Work to be completed:
Every line below between the one holding "use crate::lock;" and the one holding "let source = path::resolve(source)?;", inclusive, should be copied exactly, and no other line.

Material to process:
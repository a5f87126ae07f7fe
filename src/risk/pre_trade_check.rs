use rust_decimal::Decimal;
use crate::error::{Error, Result};
use crate::types::account::Account;
use crate::types::balance::Balance;
use crate::types::holding::Holding;
use crate::types::quantity::Quantity;
use crate::types::symbol::Symbol;

/// Individual pre-trade checks. The engine decides the order they run in.
pub struct PreTradeCheck;

impl PreTradeCheck {
    pub fn check_amount(amount: Decimal) -> Result<Balance> {
        if amount <= Decimal::ZERO {
            return Err(Error::InvalidAmount { amount });
        }
        Ok(Balance::from_decimal(amount))
    }

    pub fn check_quantity(quantity: i64) -> Result<Quantity> {
        Quantity::from_i64(quantity).ok_or(Error::InvalidQuantity { quantity })
    }

    pub fn check_funds(account: &Account, cost: Balance) -> Result<()> {
        if account.balance < cost {
            return Err(Error::InsufficientFunds {
                balance: account.balance,
                required: cost,
            });
        }
        Ok(())
    }

    /// The holding must exist and cover the requested quantity.
    pub fn check_shares<'a>(
        holding: Option<&'a Holding>,
        symbol: &Symbol,
        quantity: Quantity,
    ) -> Result<&'a Holding> {
        let holding = holding.ok_or_else(|| Error::NoSuchHolding {
            symbol: symbol.clone(),
        })?;

        if holding.quantity < quantity {
            return Err(Error::InsufficientShares {
                symbol: symbol.clone(),
                held: holding.quantity.to_u64(),
                requested: quantity.to_u64(),
            });
        }
        Ok(holding)
    }
}

#[cfg(test)]
mod tests {
    use super::*;
    use crate::types::ids::UserId;
    use crate::types::price::Price;
    use rust_decimal_macros::dec;

    #[test]
    fn non_positive_amounts_are_rejected() {
        assert!(matches!(PreTradeCheck::check_amount(dec!(0)), Err(Error::InvalidAmount { .. })));
        assert!(matches!(PreTradeCheck::check_amount(dec!(-5)), Err(Error::InvalidAmount { .. })));
        assert!(PreTradeCheck::check_amount(dec!(0.01)).is_ok());
    }

    #[test]
    fn funds_must_cover_cost_exactly_or_more() {
        let account = Account::new(UserId::from("alice"), None)
            .with_balance(Balance::from_decimal(dec!(100)));
        assert!(PreTradeCheck::check_funds(&account, Balance::from_decimal(dec!(100))).is_ok());
        assert!(matches!(
            PreTradeCheck::check_funds(&account, Balance::from_decimal(dec!(100.01))),
            Err(Error::InsufficientFunds { .. })
        ));
    }

    #[test]
    fn shares_check_distinguishes_missing_from_short() {
        let symbol = Symbol::parse("AAPL").unwrap();
        let holding = Holding::open(
            UserId::from("alice"),
            symbol.clone(),
            Quantity::from_u64(3).unwrap(),
            Price::new(dec!(10)).unwrap(),
        );
        let four = Quantity::from_u64(4).unwrap();

        assert!(matches!(
            PreTradeCheck::check_shares(None, &symbol, four),
            Err(Error::NoSuchHolding { .. })
        ));
        assert!(matches!(
            PreTradeCheck::check_shares(Some(&holding), &symbol, four),
            Err(Error::InsufficientShares { held: 3, requested: 4, .. })
        ));
        assert!(PreTradeCheck::check_shares(Some(&holding), &symbol, Quantity::from_u64(3).unwrap()).is_ok());
    }
}
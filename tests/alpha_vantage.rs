use portfolio_ledger::config::oracle::{OracleConfig, OracleProvider};
use portfolio_ledger::interfaces::price_oracle::{PriceOracle, Unavailable};
use portfolio_ledger::price_infra::build_oracle;
use portfolio_ledger::price_infra::connectors::alpha_vantage::AlphaVantageConnector;
use portfolio_ledger::types::price::Price;
use portfolio_ledger::types::symbol::Symbol;
use rust_decimal_macros::dec;
use serde_json::json;
use std::time::Duration;
use wiremock::matchers::{method, path, query_param};
use wiremock::{Mock, MockServer, ResponseTemplate};

fn config_for(server: &MockServer) -> OracleConfig {
    OracleConfig {
        provider: OracleProvider::AlphaVantage,
        base_url: server.uri(),
        api_key: "test-key".to_string(),
        timeout_secs: 1,
        cache_ttl_secs: 0,
        ..OracleConfig::default()
    }
}

fn ibm() -> Symbol {
    Symbol::parse("IBM").unwrap()
}

async fn lookup_with(response: ResponseTemplate) -> Result<Price, Unavailable> {
    let server = MockServer::start().await;
    Mock::given(method("GET"))
        .and(path("/query"))
        .and(query_param("function", "GLOBAL_QUOTE"))
        .and(query_param("symbol", "IBM"))
        .and(query_param("apikey", "test-key"))
        .respond_with(response)
        .mount(&server)
        .await;

    let connector = AlphaVantageConnector::new(&config_for(&server)).unwrap();
    connector.get_price(&ibm()).await
}

#[tokio::test]
async fn quote_is_parsed_from_global_quote() {
    let body = json!({
        "Global Quote": {
            "01. symbol": "IBM",
            "05. price": "172.5800",
            "07. latest trading day": "2024-05-03"
        }
    });
    let lookup = lookup_with(ResponseTemplate::new(200).set_body_json(body)).await;
    assert_eq!(lookup, Ok(Price::new(dec!(172.58)).unwrap()));
}

#[tokio::test]
async fn http_failures_map_to_reasons() {
    assert_eq!(
        lookup_with(ResponseTemplate::new(500)).await,
        Err(Unavailable::Network)
    );
    assert_eq!(
        lookup_with(ResponseTemplate::new(429)).await,
        Err(Unavailable::RateLimited)
    );
    assert_eq!(
        lookup_with(ResponseTemplate::new(200).set_body_string("<html>oops</html>")).await,
        Err(Unavailable::Malformed)
    );
}

#[tokio::test]
async fn provider_messages_map_to_reasons() {
    let note = json!({ "Note": "Thank you for using Alpha Vantage! Our standard API rate limit is 25 requests per day." });
    assert_eq!(
        lookup_with(ResponseTemplate::new(200).set_body_json(note)).await,
        Err(Unavailable::RateLimited)
    );

    let error = json!({ "Error Message": "Invalid API call." });
    assert_eq!(
        lookup_with(ResponseTemplate::new(200).set_body_json(error)).await,
        Err(Unavailable::NotFound)
    );

    let empty = json!({ "Global Quote": {} });
    assert_eq!(
        lookup_with(ResponseTemplate::new(200).set_body_json(empty)).await,
        Err(Unavailable::NotFound)
    );

    let zero = json!({ "Global Quote": { "05. price": "0.0000" } });
    assert_eq!(
        lookup_with(ResponseTemplate::new(200).set_body_json(zero)).await,
        Err(Unavailable::NonPositive)
    );
}

#[tokio::test]
async fn slow_upstream_times_out_as_network() {
    let body = json!({ "Global Quote": { "05. price": "10.00" } });
    let response = ResponseTemplate::new(200)
        .set_body_json(body)
        .set_delay(Duration::from_secs(3));
    assert_eq!(lookup_with(response).await, Err(Unavailable::Network));
}

#[tokio::test]
async fn rate_limit_suppresses_further_requests() {
    let server = MockServer::start().await;
    Mock::given(method("GET"))
        .and(path("/query"))
        .respond_with(ResponseTemplate::new(429))
        .expect(1)
        .mount(&server)
        .await;

    let connector = AlphaVantageConnector::new(&config_for(&server)).unwrap();
    assert_eq!(connector.get_price(&ibm()).await, Err(Unavailable::RateLimited));
    assert_eq!(connector.get_price(&ibm()).await, Err(Unavailable::RateLimited));
    server.verify().await;
}

#[tokio::test]
async fn cached_stack_hits_upstream_once() {
    let server = MockServer::start().await;
    Mock::given(method("GET"))
        .and(path("/query"))
        .respond_with(
            ResponseTemplate::new(200)
                .set_body_json(json!({ "Global Quote": { "05. price": "99.10" } })),
        )
        .expect(1)
        .mount(&server)
        .await;

    let oracle = build_oracle(&OracleConfig {
        cache_ttl_secs: 60,
        ..config_for(&server)
    })
    .unwrap();

    for _ in 0..3 {
        assert_eq!(oracle.get_price(&ibm()).await, Ok(Price::new(dec!(99.10)).unwrap()));
    }
    server.verify().await;
}
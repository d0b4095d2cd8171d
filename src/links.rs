//! # Link Engine
//!
//! Deduplicates a file (or every file under a directory) that lives in one
//! module into another module. Each distinct source gets a master copy in
//! the links directory and every location that shares it, the original
//! source included, becomes a hardlink to that master copy. Writes made
//! in place through any of the names are therefore visible through all of
//! them.
//!
//! A file location belongs to at most one link record. Linking to a
//! location already owned by a different record is rejected with
//! `LinkConflict`; linking from a location that is already a target of a
//! record extends that record.

use std::path::{Path, PathBuf};

use log::{debug, error, info, warn};

use crate::config::{LinkEndpoint, LinkRecord, Monorepo};
use crate::error::{Error, Result};
use crate::filesystem;
use crate::lock;
use crate::path;

/// What linking one file did
#[derive(Debug, Clone, Copy, PartialEq, Eq)]
pub enum LinkOutcome {
    /// A new link record and master copy were created.
    Created,
    /// The target was added to an existing link record.
    Extended,
    /// The target was already part of the record; nothing changed.
    AlreadyLinked,
}

/// One file handled by a link operation
#[derive(Debug, Clone, PartialEq, Eq)]
pub struct LinkedFile {
    pub source: LinkEndpoint,
    pub target: LinkEndpoint,
    pub outcome: LinkOutcome,
}

/// Result of a `link` call
#[derive(Debug, Default)]
pub struct LinkReport {
    /// Files that were linked or found already linked, in enumeration order.
    pub files: Vec<LinkedFile>,
    /// Files that could not be linked, with the reason.
    pub failed: Vec<(PathBuf, String)>,
    /// The source was a directory with no files beneath it.
    pub empty_directory: bool,
}

impl LinkReport {
    pub fn count(&self, outcome: LinkOutcome) -> usize {
        self.files.iter().filter(|f| f.outcome == outcome).count()
    }

    /// Whether the configuration was modified.
    pub fn changed(&self) -> bool {
        self.files
            .iter()
            .any(|f| f.outcome != LinkOutcome::AlreadyLinked)
    }
}

/// Link `source` into `target`, recursing when `source` is a directory.
///
/// Both paths are resolved against the working directory. The lock is held
/// from the first mutation until the configuration has been saved.
pub fn link(repo: &mut Monorepo, source: &Path, target: &Path) -> Result<LinkReport> {
    let source = path::resolve(source)?;
    let target = path::resolve(target)?;

    if !filesystem::entry_exists(&source) {
        return Err(Error::SourceNotFound { path: source });
    }

    let source_module = containing_module(repo, &source)?;
    let target_module = containing_module(repo, &target)?;
    if source_module == target_module {
        return Err(Error::SameModule {
            module: source_module,
        });
    }

    let guard = lock::acquire(repo.root())?;
    let mut report = LinkReport::default();

    if source.is_dir() {
        let files = filesystem::list_files(&source)?;
        if files.is_empty() {
            info!("{} contains no files, nothing to link", source.display());
            report.empty_directory = true;
        }

        for relative in &files {
            let file_source = source.join(relative);
            match link_file(repo, &file_source, &target.join(relative)) {
                Ok(linked) => report.files.push(linked),
                Err(e) if e.is_structural() => return Err(e),
                Err(e) => {
                    error!("failed to link {}: {}", file_source.display(), e);
                    report.failed.push((file_source, e.to_string()));
                }
            }
        }

        if !files.is_empty() && report.files.is_empty() {
            return Err(Error::NothingProcessed {
                message: format!(
                    "none of the {} files under {} could be linked",
                    files.len(),
                    source.display()
                ),
            });
        }
    } else {
        report.files.push(link_file(repo, &source, &target)?);
    }

    if report.changed() {
        repo.save()?;
    }
    guard.release()?;

    Ok(report)
}
//! # Check Command Implementation
//!
//! Runs the link audit: verifies every module directory and link record,
//! repairs missing or broken hardlinks, and prints what it found.

use anyhow::Result;
use clap::Args;

use virtual_monorepo::audit::{self, FindingKind};
use virtual_monorepo::config::Monorepo;
use virtual_monorepo::output::{emoji, OutputConfig};

/// Verify links and repair what can be repaired
#[derive(Args, Debug)]
pub struct CheckArgs {}

/// Execute the `check` command.
///
/// Problems that could not be fixed are reported but do not change the
/// exit status.
pub fn execute(_args: CheckArgs, color_flag: &str) -> Result<()> {
    let out = OutputConfig::from_env_and_flag(color_flag);
    let mut repo = Monorepo::load()?;

    println!(
        "{} {}",
        emoji(&out, "🔍", "[SCAN]"),
        out.heading(&format!("Checking monorepo '{}'...", repo.config.name))
    );

    let report = audit::check(&mut repo)?;

    for finding in &report.findings {
        match finding.kind {
            FindingKind::Fixed => println!(
                "{} {}",
                emoji(&out, "🔧", "[FIXED]"),
                out.success(&finding.message)
            ),
            FindingKind::Error => println!(
                "{} {}",
                emoji(&out, "❌", "[ERR]"),
                out.failure(&finding.message)
            ),
        }
    }

    let summary = format!(
        "Checked {} items: {} errors found, {} issues fixed.",
        report.checked, report.errors, report.fixed
    );
    if report.errors == 0 {
        println!("\n{} {}", emoji(&out, "✅", "[OK]"), out.success(&summary));
    } else {
        println!("\n{} {}", emoji(&out, "⚠️", "[WARN]"), out.warning(&summary));
    }
    Ok(())
}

Solution to the problem:
use crate::lock;
use crate::path;

/// What linking one file did
#[derive(Debug, Clone, Copy, PartialEq, Eq)]
pub enum LinkOutcome {
    /// A new link record and master copy were created.
    Created,
    /// The target was added to an existing link record.
    Extended,
    /// The target was already part of the record; nothing changed.
    AlreadyLinked,
}

/// One file handled by a link operation
#[derive(Debug, Clone, PartialEq, Eq)]
pub struct LinkedFile {
    pub source: LinkEndpoint,
    pub target: LinkEndpoint,
    pub outcome: LinkOutcome,
}

/// Result of a `link` call
#[derive(Debug, Default)]
pub struct LinkReport {
    /// Files that were linked or found already linked, in enumeration order.
    pub files: Vec<LinkedFile>,
    /// Files that could not be linked, with the reason.
    pub failed: Vec<(PathBuf, String)>,
    /// The source was a directory with no files beneath it.
    pub empty_directory: bool,
}

impl LinkReport {
    pub fn count(&self, outcome: LinkOutcome) -> usize {
        self.files.iter().filter(|f| f.outcome == outcome).count()
    }

    /// Whether the configuration was modified.
    pub fn changed(&self) -> bool {
        self.files
            .iter()
            .any(|f| f.outcome != LinkOutcome::AlreadyLinked)
    }
}

/// Link `source` into `target`, recursing when `source` is a directory.
///
/// Both paths are resolved against the working directory. The lock is held
/// from the first mutation until the configuration has been saved.
pub fn link(repo: &mut Monorepo, source: &Path, target: &Path) -> Result<LinkReport> {
    let source = path::resolve(source)?;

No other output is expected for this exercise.